Saved data entries
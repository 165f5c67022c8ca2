//! CLI command implementations

use std::net::SocketAddr;
use std::path::PathBuf;
use std::sync::Arc;
use std::time::Duration;

use clap::Subcommand;
use spate_core::config::SpateConfig;
use spate_core::engine::simulation::SimulatedEngine;
use spate_core::tracing_setup::{CliLogLevel, init_tracing};
use tracing::info;

/// Available CLI commands
#[derive(Subcommand)]
pub enum Commands {
    /// Start the gateway server
    Serve {
        /// Address to bind to
        #[arg(long, default_value = "127.0.0.1:8080")]
        bind: SocketAddr,
        /// Directory for cached torrent descriptors
        #[arg(long, default_value = "torrents")]
        cache_dir: PathBuf,
        /// Seconds an idle torrent stays joined after its last request;
        /// negative disables auto-drop entirely
        #[arg(long, default_value = "60")]
        grace: i64,
        /// Streaming read-ahead window in bytes
        #[arg(long, default_value_t = 48 << 20)]
        read_ahead: u64,
        /// Console log level
        #[arg(long, default_value = "info")]
        log_level: CliLogLevel,
    },
}

/// Handle the CLI command
///
/// # Errors
/// Returns an error when the selected command fails to start or run.
pub async fn handle_command(command: Commands) -> anyhow::Result<()> {
    match command {
        Commands::Serve {
            bind,
            cache_dir,
            grace,
            read_ahead,
            log_level,
        } => serve(bind, cache_dir, grace, read_ahead, log_level).await,
    }
}

async fn serve(
    bind: SocketAddr,
    cache_dir: PathBuf,
    grace: i64,
    read_ahead: u64,
    log_level: CliLogLevel,
) -> anyhow::Result<()> {
    init_tracing(log_level.as_tracing_level())
        .map_err(|e| anyhow::anyhow!("tracing setup failed: {e}"))?;

    let mut config = SpateConfig::default();
    config.http.listen_addr = bind;
    config.cache.torrents_dir = cache_dir;
    config.serve.read_ahead = read_ahead;
    config.serve.torrent_grace = u64::try_from(grace).ok().map(Duration::from_secs);

    // The swarm engine is pluggable behind spate_core::TorrentEngine; the
    // bundled simulated engine serves development setups.
    let engine = Arc::new(SimulatedEngine::new());
    info!("starting gateway with the in-process simulated engine");

    spate_web::run_server(config, engine)
        .await
        .map_err(|e| anyhow::anyhow!("gateway exited: {e}"))
}
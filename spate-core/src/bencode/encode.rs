use super::value::Value;

/// Encodes a bencode value to its canonical byte form.
///
/// Dictionary keys are emitted in sorted order, so decoding and re-encoding
/// a spec-conforming document reproduces it byte for byte.
pub fn encode(value: &Value) -> Vec<u8> {
    let mut out = Vec::new();
    encode_into(value, &mut out);
    out
}

pub(crate) fn encode_into(value: &Value, out: &mut Vec<u8>) {
    match value {
        Value::Integer(i) => {
            out.push(b'i');
            out.extend_from_slice(i.to_string().as_bytes());
            out.push(b'e');
        }
        Value::Bytes(b) => {
            out.extend_from_slice(b.len().to_string().as_bytes());
            out.push(b':');
            out.extend_from_slice(b);
        }
        Value::List(list) => {
            out.push(b'l');
            for item in list {
                encode_into(item, out);
            }
            out.push(b'e');
        }
        Value::Dict(dict) => {
            out.push(b'd');
            for (key, item) in dict {
                out.extend_from_slice(key.len().to_string().as_bytes());
                out.push(b':');
                out.extend_from_slice(key);
                encode_into(item, out);
            }
            out.push(b'e');
        }
    }
}

#[cfg(test)]
mod tests {
    use std::collections::BTreeMap;

    use bytes::Bytes;

    use super::super::decode;
    use super::*;

    #[test]
    fn test_encode_scalars() {
        assert_eq!(encode(&Value::Integer(-12)), b"i-12e");
        assert_eq!(encode(&Value::string("spam")), b"4:spam");
    }

    #[test]
    fn test_encode_dict_sorts_keys() {
        let mut dict = BTreeMap::new();
        dict.insert(Bytes::from_static(b"zz"), Value::Integer(1));
        dict.insert(Bytes::from_static(b"aa"), Value::Integer(2));
        let encoded = encode(&Value::Dict(dict));
        assert_eq!(encoded, b"d2:aai2e2:zzi1ee");
    }

    #[test]
    fn test_round_trip() {
        let input: &[u8] = b"d8:announce18:http://tracker/ann4:infod6:lengthi512e4:name8:demo.bin12:piece lengthi256eee";
        let value = decode(input).unwrap();
        assert_eq!(encode(&value), input);
    }
}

◆ Activity ◆
Say how many lines of the entries hold the string "PathBuf". Nothing but the number should be given.

◆ Written answer ◆
3